From the entries that follow, pick out all lines holding "await".
-----
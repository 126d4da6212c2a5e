// src/manager/mod.rs

//! The named-socket registry and its public handle, [`SocketManager`].

mod facade;
mod lifecycle;
mod readiness;
mod subscription;

pub use subscription::{KeepPolling, Subscription};

use crate::codec::{Codec, Json};
use crate::error::SocketError;
use crate::scheduler::{Scheduler, TokioYield};
use crate::transport::{options, Endpoint, EndpointId, EndpointKind, InterestMask, PollInterest, Transport};

use std::collections::HashMap;
use std::fmt;
use std::sync::atomic::{AtomicU64, Ordering};
use std::sync::{Arc, PoisonError, RwLock, RwLockReadGuard, RwLockWriteGuard};
use std::time::Duration;

/// Default wall-clock budget for wait-capable operations.
pub const DEFAULT_TIMEOUT: Duration = Duration::from_secs(10);

/// Default per-attempt poll timeout inside the wait loop.
pub const DEFAULT_POLLING_TIMEOUT: Duration = Duration::from_millis(1000);

/// One live endpoint held by the registry.
#[derive(Clone)]
pub(crate) struct EndpointEntry {
  pub(crate) id: EndpointId,
  pub(crate) kind: EndpointKind,
  pub(crate) endpoint: Arc<dyn Endpoint>,
}

/// State shared by all clones of a [`SocketManager`] handle.
pub(crate) struct ManagerInner {
  pub(crate) transport: Arc<dyn Transport>,
  pub(crate) codec: Arc<dyn Codec>,
  pub(crate) scheduler: Arc<dyn Scheduler>,
  pub(crate) timeout: Duration,
  pub(crate) polling_timeout: Duration,
  /// Next identity token. Never recycled while the manager lives.
  next_id: AtomicU64,
  // book-keeping of the sockets themselves
  sockets: RwLock<HashMap<String, EndpointEntry>>,
  addresses: RwLock<HashMap<String, String>>,
  // book-keeping of endpoints registered with the poller, in
  // registration order
  registry: RwLock<Vec<PollInterest>>,
}

// The maps are only ever locked for short synchronous sections; guards
// are never held across an await. Poisoning is therefore recoverable.
impl ManagerInner {
  pub(crate) fn sockets_read(&self) -> RwLockReadGuard<'_, HashMap<String, EndpointEntry>> {
    self.sockets.read().unwrap_or_else(PoisonError::into_inner)
  }

  fn sockets_write(&self) -> RwLockWriteGuard<'_, HashMap<String, EndpointEntry>> {
    self.sockets.write().unwrap_or_else(PoisonError::into_inner)
  }

  pub(crate) fn addresses_read(&self) -> RwLockReadGuard<'_, HashMap<String, String>> {
    self.addresses.read().unwrap_or_else(PoisonError::into_inner)
  }

  pub(crate) fn addresses_write(&self) -> RwLockWriteGuard<'_, HashMap<String, String>> {
    self.addresses.write().unwrap_or_else(PoisonError::into_inner)
  }

  pub(crate) fn registry_read(&self) -> RwLockReadGuard<'_, Vec<PollInterest>> {
    self.registry.read().unwrap_or_else(PoisonError::into_inner)
  }

  fn registry_write(&self) -> RwLockWriteGuard<'_, Vec<PollInterest>> {
    self.registry.write().unwrap_or_else(PoisonError::into_inner)
  }

  fn next_id(&self) -> EndpointId {
    EndpointId(self.next_id.fetch_add(1, Ordering::Relaxed))
  }
}

impl Drop for ManagerInner {
  fn drop(&mut self) {
    let sockets = match self.sockets.get_mut() {
      Ok(map) => std::mem::take(map),
      Err(poisoned) => std::mem::take(poisoned.into_inner()),
    };
    for (name, entry) in sockets {
      if let Err(error) = entry.endpoint.close() {
        tracing::warn!(socket = %name, %error, "suppressed endpoint close failure during teardown");
      }
    }
  }
}

/// High-level abstraction for a non-blocking messaging transport.
///
/// A `SocketManager` creates, retrieves, connects and binds endpoints by
/// logical name, registers each with one shared multiplexer, and can wait
/// for an endpoint to become available for receiving, sending, or both.
///
/// Handles are cheap to clone; all clones share the same registry. The
/// manager is meant to be driven by one logical owner (one task, or one
/// cooperative pool sharing a transport context); it does not arbitrate
/// concurrent registry mutation from independent threads.
///
/// ```no_run
/// # use std::sync::Arc;
/// # use sockmux::{EndpointKind, InterestMask, SocketManager};
/// # async fn example(transport: Arc<dyn sockmux::Transport>) -> Result<(), sockmux::SocketError> {
/// let sockets = SocketManager::new(transport);
/// sockets
///   .ensure_and_connect(
///     "requester",
///     EndpointKind::Req,
///     "tcp://192.168.2.42:5051",
///     InterestMask::READABLE | InterestMask::WRITABLE,
///   )
///   .await?;
/// # Ok(())
/// # }
/// ```
#[derive(Clone)]
pub struct SocketManager {
  pub(crate) inner: Arc<ManagerInner>,
}

impl SocketManager {
  /// Creates a manager over `transport` with the JSON codec, the tokio
  /// yield hook, and the default timeouts.
  pub fn new(transport: Arc<dyn Transport>) -> Self {
    Self::with_options(
      transport,
      Arc::new(Json),
      Arc::new(TokioYield),
      DEFAULT_TIMEOUT,
      DEFAULT_POLLING_TIMEOUT,
    )
  }

  /// Creates a manager with a specific serialization backend.
  pub fn with_codec(transport: Arc<dyn Transport>, codec: Arc<dyn Codec>) -> Self {
    Self::with_options(transport, codec, Arc::new(TokioYield), DEFAULT_TIMEOUT, DEFAULT_POLLING_TIMEOUT)
  }

  /// Creates a manager with every collaborator supplied explicitly.
  pub fn with_options(
    transport: Arc<dyn Transport>,
    codec: Arc<dyn Codec>,
    scheduler: Arc<dyn Scheduler>,
    timeout: Duration,
    polling_timeout: Duration,
  ) -> Self {
    Self {
      inner: Arc::new(ManagerInner {
        transport,
        codec,
        scheduler,
        timeout,
        polling_timeout,
        next_id: AtomicU64::new(1),
        sockets: RwLock::new(HashMap::new()),
        addresses: RwLock::new(HashMap::new()),
        registry: RwLock::new(Vec::new()),
      }),
    }
  }

  /// Creates a named endpoint of the given kind.
  ///
  /// Assigns the endpoint a unique routing identity so distinct
  /// endpoints can be told apart even when the transport handle's own
  /// identity is mutable. Fails with [`SocketError::AlreadyExists`] when
  /// `name` is taken.
  pub async fn create(&self, name: &str, kind: EndpointKind) -> Result<Arc<dyn Endpoint>, SocketError> {
    if self.inner.sockets_read().contains_key(name) {
      return Err(SocketError::AlreadyExists(name.to_string()));
    }

    let endpoint = self.inner.transport.create_endpoint(kind)?;
    let id = self.inner.next_id();
    endpoint
      .set_option(options::ROUTING_ID, identity_token().as_bytes())
      .await?;

    let mut sockets = self.inner.sockets_write();
    if sockets.contains_key(name) {
      return Err(SocketError::AlreadyExists(name.to_string()));
    }
    sockets.insert(
      name.to_string(),
      EndpointEntry {
        id,
        kind,
        endpoint: endpoint.clone(),
      },
    );
    drop(sockets);

    tracing::debug!(socket = name, %id, ?kind, "socket created");
    Ok(endpoint)
  }

  /// Returns an existing endpoint by name, or [`SocketError::NotFound`].
  pub fn get_by_name(&self, name: &str) -> Result<Arc<dyn Endpoint>, SocketError> {
    self.entry(name).map(|e| e.endpoint)
  }

  /// Ensures an endpoint exists under `name` and is registered with the
  /// poller under `mask`.
  pub async fn get_or_create(
    &self,
    name: &str,
    kind: EndpointKind,
    mask: InterestMask,
  ) -> Result<Arc<dyn Endpoint>, SocketError> {
    if !self.contains(name) {
      self.create(name, kind).await?;
    }
    let entry = self.entry(name)?;
    self.inner.register(&entry, mask);
    Ok(entry.endpoint)
  }

  /// Whether a live endpoint is registered under `name`.
  pub fn contains(&self, name: &str) -> bool {
    self.inner.sockets_read().contains_key(name)
  }

  /// The logical names of all live endpoints.
  pub fn socket_names(&self) -> Vec<String> {
    self.inner.sockets_read().keys().cloned().collect()
  }

  /// The address recorded for `name` at bind/connect time, if any.
  pub fn address_of(&self, name: &str) -> Option<String> {
    self.inner.addresses_read().get(name).cloned()
  }

  /// The messaging pattern `name` was created with, if it is live.
  pub fn kind_of(&self, name: &str) -> Option<EndpointKind> {
    self.inner.sockets_read().get(name).map(|e| e.kind)
  }

  pub(crate) fn entry(&self, name: &str) -> Result<EndpointEntry, SocketError> {
    self
      .inner
      .sockets_read()
      .get(name)
      .cloned()
      .ok_or_else(|| SocketError::NotFound(name.to_string()))
  }
}

impl fmt::Debug for SocketManager {
  fn fmt(&self, f: &mut fmt::Formatter<'_>) -> fmt::Result {
    f.debug_struct("SocketManager")
      .field("sockets", &self.socket_names())
      .finish()
  }
}

/// A fresh random routing identity.
fn identity_token() -> String {
  format!("{:016x}{:016x}", rand::random::<u64>(), rand::random::<u64>())
}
-----
▶ _RESULT OF THE TASK_:
// are never held across an await. Poisoning is therefore recoverable.
///   .await?;
      .await?;
      self.create(name, kind).await?;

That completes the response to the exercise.